First, they must institutionalize the fifth freedom — the free circulation of knowledge and innovation — by removing regulatory barriers to research collaboration, data exchange, university partnerships and mobility for knowledge workers.
Next, they need to adopt EU-wide rules where national governments block progress. Activating the 28th-regime concept will allow willing member countries and their citizens to benefit, even if one or two vetoers refuse to move.
Then, break energy silos by fast-tracking cross-border interconnectors, harmonizing grid and wholesale market rules, and prioritizing joint procurement to prevent costly duplication. Also, unify telecoms by eliminating burdensome national licensing, promoting Pan-European operators, and creating a regulatory environment that rewards competition and coverage.
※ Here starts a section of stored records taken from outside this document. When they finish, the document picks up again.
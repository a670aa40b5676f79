//! # Pagecraft Model
//!
//! Data model and persistence for Pagecraft projects.
//!
//! ## Core concepts
//!
//! - **PlacedComponent**: one instance of a catalog component on a page,
//!   referencing its descriptor by id and carrying prop overrides
//! - **Page**: an ordered sequence of placed components; insertion order
//!   is render and export order
//! - **Project**: a named collection of pages; always at least one page,
//!   and the first page is the home route
//! - **ProjectStore**: string-keyed persistence of `SavedProject`
//!   snapshots, with file-backed and in-memory implementations
//!

// Module declarations
pub mod component;
pub mod page;
pub mod project;
pub mod storage;
pub mod validation;

// Re-export commonly used types at crate root
pub use component::PlacedComponent;
pub use page::Page;
pub use project::{DEFAULT_PAGE_NAME, Project};
pub use storage::{
    FileStore, MemoryStore, ProjectStore, SCHEMA_VERSION, SavedProject, storage_key,
};
pub use validation::{Severity, ValidationIssue, ValidationReport, validate_project};

// Re-export core types that are commonly used with the model
pub use pagecraft_core::{BuilderError, BuilderResult, PropValue};

/// Crate version
pub const VERSION: &str = env!("CARGO_PKG_VERSION");

// ============================================================================
// Tests
// ============================================================================
//! On-demand component source lookup
//!
//! Descriptors may bundle their source inline or point at a path. The
//! actual fetch is delegated to a `SourceLoader` collaborator so the
//! registry stays free of IO concerns.

use crate::descriptor::ComponentDescriptor;
use crate::registry::Registry;
use pagecraft_core::{BuilderError, BuilderResult};
use std::path::{Path, PathBuf};

// ============================================================================
// SourceLoader Trait
// ============================================================================

/// Fetches component source code by path
///
/// Implementations decide where paths resolve (a local checkout, a
/// bundled archive, a remote mirror). The registry only hands them the
/// descriptor's stored path.
pub trait SourceLoader {
    /// Load the source text stored at `path`
    fn load(&self, path: &Path) -> BuilderResult<String>;
}

// ============================================================================
// FsSourceLoader
// ============================================================================

/// Source loader reading from a directory on disk
#[derive(Debug, Clone)]
pub struct FsSourceLoader {
    /// Directory that descriptor source paths are resolved against
    root: PathBuf,
}

impl FsSourceLoader {
    /// Create a loader rooted at the given directory
    pub fn new(root: impl Into<PathBuf>) -> Self {
        Self { root: root.into() }
    }

    /// The root directory paths resolve against
    pub fn root(&self) -> &Path {
        &self.root
    }
}

impl SourceLoader for FsSourceLoader {
    fn load(&self, path: &Path) -> BuilderResult<String> {
        let full_path = self.root.join(path);
        std::fs::read_to_string(&full_path).map_err(|e| BuilderError::SourceRead {
            path: full_path,
            message: e.to_string(),
        })
    }
}

// ============================================================================
// Source Resolution
// ============================================================================

impl ComponentDescriptor {
    /// Resolve this component's source code
    ///
    /// Inline source wins; otherwise the loader fetches by the stored
    /// path. A descriptor with neither yields `NoCodePath`.
    pub fn source_code(&self, loader: &dyn SourceLoader) -> BuilderResult<String> {
        if let Some(source) = &self.source {
            return Ok(source.clone());
        }
        match &self.source_path {
            Some(path) => loader.load(path),
            None => Err(BuilderError::NoCodePath(self.id.clone())),
        }
    }
}

impl Registry {
    /// Resolve the source code of a registered component
    pub fn component_source(&self, id: &str, loader: &dyn SourceLoader) -> BuilderResult<String> {
        let descriptor = self
            .component_by_id(id)
            .ok_or_else(|| BuilderError::ComponentNotFound(id.to_string()))?;
        descriptor.source_code(loader)
    }
}

// ============================================================================
// Tests
// ============================================================================

#[cfg(test)]
mod tests {
    use super::*;
    use pagecraft_core::Category;
    use tempfile::TempDir;

    fn registry_with(descriptor: ComponentDescriptor) -> Registry {
        let mut registry = Registry::new();
        registry.register(descriptor).unwrap();
        registry
    }

    #[test]
    fn test_inline_source_wins() {
        let registry = registry_with(
            ComponentDescriptor::new("gradient-text", "Gradient Text", Category::Text)
                .with_source("export function GradientText() {}")
                .with_source_path("never/read.tsx"),
        );
        let loader = FsSourceLoader::new("/nonexistent");

        let source = registry.component_source("gradient-text", &loader).unwrap();
        assert_eq!(source, "export function GradientText() {}");
    }

    #[test]
    fn test_load_from_path() {
        let temp_dir = TempDir::new().unwrap();
        std::fs::create_dir_all(temp_dir.path().join("components")).unwrap();
        std::fs::write(
            temp_dir.path().join("components/marquee.tsx"),
            "export function Marquee() {}",
        )
        .unwrap();

        let registry = registry_with(
            ComponentDescriptor::new("marquee", "Marquee", Category::Layout)
                .with_source_path("components/marquee.tsx"),
        );
        let loader = FsSourceLoader::new(temp_dir.path());

        let source = registry.component_source("marquee", &loader).unwrap();
        assert_eq!(source, "export function Marquee() {}");
    }

    #[test]
    fn test_missing_file_is_source_read_error() {
        let registry = registry_with(
            ComponentDescriptor::new("dock", "Dock", Category::Layout)
                .with_source_path("components/dock.tsx"),
        );
        let loader = FsSourceLoader::new("/nonexistent");

        let err = registry.component_source("dock", &loader).unwrap_err();
        assert!(matches!(err, BuilderError::SourceRead { .. }));
    }

    #[test]
    fn test_no_code_path() {
        let registry = registry_with(ComponentDescriptor::new(
            "pulse-loader",
            "Pulse Loader",
            Category::Loaders,
        ));
        let loader = FsSourceLoader::new("/nonexistent");

        let err = registry.component_source("pulse-loader", &loader).unwrap_err();
        assert!(matches!(err, BuilderError::NoCodePath(_)));
    }

    #[test]
    fn test_unknown_component() {
        let registry = Registry::new();
        let loader = FsSourceLoader::new("/nonexistent");

        let err = registry.component_source("ghost", &loader).unwrap_err();
        assert!(err.is_not_found());
    }
}
//! Core traits for Pagecraft
//!
//! This module defines the traits implemented across the engine for
//! consistent validation, identification, and naming behavior.

use crate::error::BuilderResult;

// ============================================================================
// Validatable Trait
// ============================================================================

/// Trait for types that can be validated
///
/// Types implementing this trait can check their internal consistency
/// and return validation errors if the state is invalid.
pub trait Validatable {
    /// Validate the current state of the object
    ///
    /// Returns `Ok(())` if valid, or a `BuilderError` describing the problem.
    fn validate(&self) -> BuilderResult<()>;

    /// Check if the object is valid without returning error details
    fn is_valid(&self) -> bool {
        self.validate().is_ok()
    }

    /// Get all validation errors (for types that can have multiple errors)
    fn validation_errors(&self) -> Vec<String> {
        match self.validate() {
            Ok(()) => vec![],
            Err(e) => vec![e.to_string()],
        }
    }
}

// ============================================================================
// Identifiable Trait
// ============================================================================

/// Trait for types that carry a UUID identifier
pub trait Identifiable {
    /// Get the unique identifier
    fn id(&self) -> uuid::Uuid;

    /// Check if this matches another identifier
    fn matches_id(&self, id: uuid::Uuid) -> bool {
        self.id() == id
    }
}

// ============================================================================
// Named Trait
// ============================================================================

/// Trait for types that have a human-readable name
pub trait Named {
    /// Get the name
    fn name(&self) -> &str;

    /// Set the name
    fn set_name(&mut self, name: String);

    /// Check if the name matches (case-insensitive)
    fn name_matches(&self, other: &str) -> bool {
        self.name().eq_ignore_ascii_case(other)
    }
}

// ============================================================================
// Tests
// ============================================================================

#[cfg(test)]
mod tests {
    use super::*;
    use crate::error::BuilderError;

    struct TestValidatable {
        valid: bool,
    }

    impl Validatable for TestValidatable {
        fn validate(&self) -> BuilderResult<()> {
            if self.valid {
                Ok(())
            } else {
                Err(BuilderError::validation("Invalid state"))
            }
        }
    }

    #[test]
    fn test_validatable_trait() {
        let valid = TestValidatable { valid: true };
        assert!(valid.is_valid());
        assert!(valid.validation_errors().is_empty());

        let invalid = TestValidatable { valid: false };
        assert!(!invalid.is_valid());
        assert_eq!(invalid.validation_errors().len(), 1);
    }

    struct TestNamed {
        name: String,
    }

    impl Named for TestNamed {
        fn name(&self) -> &str {
            &self.name
        }

        fn set_name(&mut self, name: String) {
            self.name = name;
        }
    }

    #[test]
    fn test_named_trait() {
        let mut named = TestNamed {
            name: "Home".to_string(),
        };
        assert!(named.name_matches("home"));
        named.set_name("Pricing".to_string());
        assert_eq!(named.name(), "Pricing");
    }

    struct TestIdentifiable {
        id: uuid::Uuid,
    }

    impl Identifiable for TestIdentifiable {
        fn id(&self) -> uuid::Uuid {
            self.id
        }
    }

    #[test]
    fn test_identifiable_trait() {
        let id = uuid::Uuid::new_v4();
        let item = TestIdentifiable { id };
        assert!(item.matches_id(id));
        assert!(!item.matches_id(uuid::Uuid::new_v4()));
    }
}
Europe’s leaders thus need to set a clear, nonnegotiable deadline to complete the single market in energy, telecoms, capital and knowledge by 2028. | Thierry Monasse/Getty Images
Finally, complete the capital markets union through the Savings and Investments Union, linking finance to the real economy and fostering investments in the common goods that Europe needs, such as innovation and digital, security, and the fight against climate change.
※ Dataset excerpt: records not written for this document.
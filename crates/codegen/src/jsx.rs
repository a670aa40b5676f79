//! JSX emission primitives
//!
//! Low-level helpers that turn prop values and placed components into
//! JSX text. Everything here is pure; determinism comes from emitting
//! props in descriptor order followed by any remaining overrides in
//! their map order.

use pagecraft_core::PropValue;
use pagecraft_model::PlacedComponent;
use pagecraft_registry::ComponentDescriptor;
use std::collections::BTreeSet;

// ============================================================================
// Value Emission
// ============================================================================

/// Format a number the way JSX authors write them
///
/// Integral values print without a decimal point (`3`, not `3.0`).
pub fn format_number(n: f64) -> String {
    if n.fract() == 0.0 && n.is_finite() && n.abs() < 1e15 {
        format!("{}", n as i64)
    } else {
        n.to_string()
    }
}

/// Escape a string for use inside a double-quoted JSX attribute
pub fn escape_attribute(s: &str) -> String {
    s.replace('&', "&amp;").replace('"', "&quot;")
}

/// Emit a value as a JS expression (the inside of `{...}`)
pub fn emit_expression(value: &PropValue) -> String {
    match value {
        PropValue::Bool(b) => b.to_string(),
        PropValue::Number(n) => format_number(*n),
        // serde_json writes a valid JS string literal, escapes included
        PropValue::String(s) => serde_json::to_string(s).unwrap_or_else(|_| "\"\"".to_string()),
        PropValue::List(items) => {
            let rendered: Vec<String> = items.iter().map(emit_expression).collect();
            format!("[{}]", rendered.join(", "))
        }
    }
}

/// Emit one JSX attribute
///
/// Strings become quoted attributes, `true` becomes a bare attribute,
/// and everything else is wrapped in braces.
pub fn emit_attribute(name: &str, value: &PropValue) -> String {
    match value {
        PropValue::String(s) => format!("{}=\"{}\"", name, escape_attribute(s)),
        PropValue::Bool(true) => name.to_string(),
        PropValue::Bool(false) => format!("{}={{false}}", name),
        PropValue::Number(n) => format!("{}={{{}}}", name, format_number(*n)),
        PropValue::List(_) => format!("{}={{{}}}", name, emit_expression(value)),
    }
}

// ============================================================================
// Component Emission
// ============================================================================

/// Emit a self-contained invocation of a placed component
///
/// Props appear in descriptor order: an override wins over the default,
/// required props fall back to their default when not overridden, and
/// optional props without an override are omitted (their defaults live
/// in the component implementation). Overrides for props the descriptor
/// does not declare are appended afterwards in map order, so data loaded
/// from older catalogs still round-trips into the output.
pub fn emit_component(descriptor: &ComponentDescriptor, placed: &PlacedComponent) -> String {
    let mut attributes = Vec::new();
    let mut emitted: BTreeSet<&str> = BTreeSet::new();

    for spec in &descriptor.props {
        if let Some(value) = placed.prop(&spec.name) {
            attributes.push(emit_attribute(&spec.name, value));
            emitted.insert(spec.name.as_str());
        } else if spec.required {
            if let Some(default) = &spec.default {
                attributes.push(emit_attribute(&spec.name, default));
            }
            emitted.insert(spec.name.as_str());
        }
    }

    for (name, value) in &placed.props {
        if !emitted.contains(name.as_str()) {
            attributes.push(emit_attribute(name, value));
        }
    }

    if attributes.is_empty() {
        format!("<{} />", descriptor.tag_name)
    } else {
        format!("<{} {} />", descriptor.tag_name, attributes.join(" "))
    }
}

/// Emit the placeholder for a component the registry does not know
pub fn emit_unknown_component(component_id: &str) -> String {
    format!("{{/* unknown component: {} */}}", component_id)
}

/// Emit an import line for a descriptor
pub fn emit_import(descriptor: &ComponentDescriptor) -> String {
    format!(
        "import {{ {} }} from \"{}\";",
        descriptor.tag_name, descriptor.import_path,
    )
}

// ============================================================================
// Tests
// ============================================================================

#[cfg(test)]
mod tests {
    use super::*;
    use pagecraft_core::Category;
    use pagecraft_registry::PropSpec;

    fn button_descriptor() -> ComponentDescriptor {
        ComponentDescriptor::new("shimmer-button", "Shimmer Button", Category::Buttons)
            .with_prop(PropSpec::text("label").required().with_default("Get Started"))
            .with_prop(PropSpec::number("duration").with_default(3i64))
            .with_prop(PropSpec::bool("disabled").with_default(false))
    }

    #[test]
    fn test_format_number() {
        assert_eq!(format_number(3.0), "3");
        assert_eq!(format_number(0.4), "0.4");
        assert_eq!(format_number(-2.0), "-2");
    }

    #[test]
    fn test_escape_attribute() {
        assert_eq!(escape_attribute("plain"), "plain");
        assert_eq!(escape_attribute("say \"hi\""), "say &quot;hi&quot;");
        assert_eq!(escape_attribute("a & b"), "a &amp; b");
    }

    #[test]
    fn test_emit_attribute_shapes() {
        assert_eq!(
            emit_attribute("label", &PropValue::from("Buy")),
            "label=\"Buy\""
        );
        assert_eq!(emit_attribute("glare", &PropValue::from(true)), "glare");
        assert_eq!(
            emit_attribute("glare", &PropValue::from(false)),
            "glare={false}"
        );
        assert_eq!(
            emit_attribute("duration", &PropValue::from(3i64)),
            "duration={3}"
        );
        assert_eq!(
            emit_attribute("words", &PropValue::from(vec!["a", "b"])),
            "words={[\"a\", \"b\"]}"
        );
    }

    #[test]
    fn test_emit_component_uses_required_defaults() {
        let descriptor = button_descriptor();
        let placed = PlacedComponent::new("shimmer-button");

        // label is required so its default appears; duration and
        // disabled are optional and stay omitted
        assert_eq!(
            emit_component(&descriptor, &placed),
            "<ShimmerButton label=\"Get Started\" />"
        );
    }

    #[test]
    fn test_emit_component_overrides_win() {
        let descriptor = button_descriptor();
        let placed = PlacedComponent::new("shimmer-button")
            .with_prop("label", "Buy now")
            .with_prop("duration", 5i64);

        assert_eq!(
            emit_component(&descriptor, &placed),
            "<ShimmerButton label=\"Buy now\" duration={5} />"
        );
    }

    #[test]
    fn test_emit_component_keeps_descriptor_prop_order() {
        let descriptor = button_descriptor();
        // Override insertion order differs from descriptor order
        let placed = PlacedComponent::new("shimmer-button")
            .with_prop("duration", 1i64)
            .with_prop("disabled", true)
            .with_prop("label", "Go");

        assert_eq!(
            emit_component(&descriptor, &placed),
            "<ShimmerButton label=\"Go\" duration={1} disabled />"
        );
    }

    #[test]
    fn test_emit_component_appends_undeclared_overrides() {
        let descriptor = button_descriptor();
        let placed = PlacedComponent::new("shimmer-button").with_prop("legacyProp", "kept");

        assert_eq!(
            emit_component(&descriptor, &placed),
            "<ShimmerButton label=\"Get Started\" legacyProp=\"kept\" />"
        );
    }

    #[test]
    fn test_emit_unknown_component() {
        assert_eq!(
            emit_unknown_component("ghost"),
            "{/* unknown component: ghost */}"
        );
    }

    #[test]
    fn test_emit_import() {
        let descriptor = button_descriptor();
        assert_eq!(
            emit_import(&descriptor),
            "import { ShimmerButton } from \"@/components/ui/shimmer-button\";"
        );
    }
}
Completing the single market must also go hand in hand with security and resilience. If Europe is to spend billions on defense, those investments must translate to more than trophies for national procurement agencies. We need a single market for defense, with interoperable equipment, joint procurement, shared standards and industrial cooperation. Defense purchases need to build common capabilities — not 27 bespoke systems that can’t communicate with each other.
Societal resilience matters too. Authoritarian and malign actors weaponize disinformation, exploit social divisions and erode trust in institutions. Fighting disinformation is as much about strengthening communities as it is about policing platforms, and Europe must invest in civic resilience.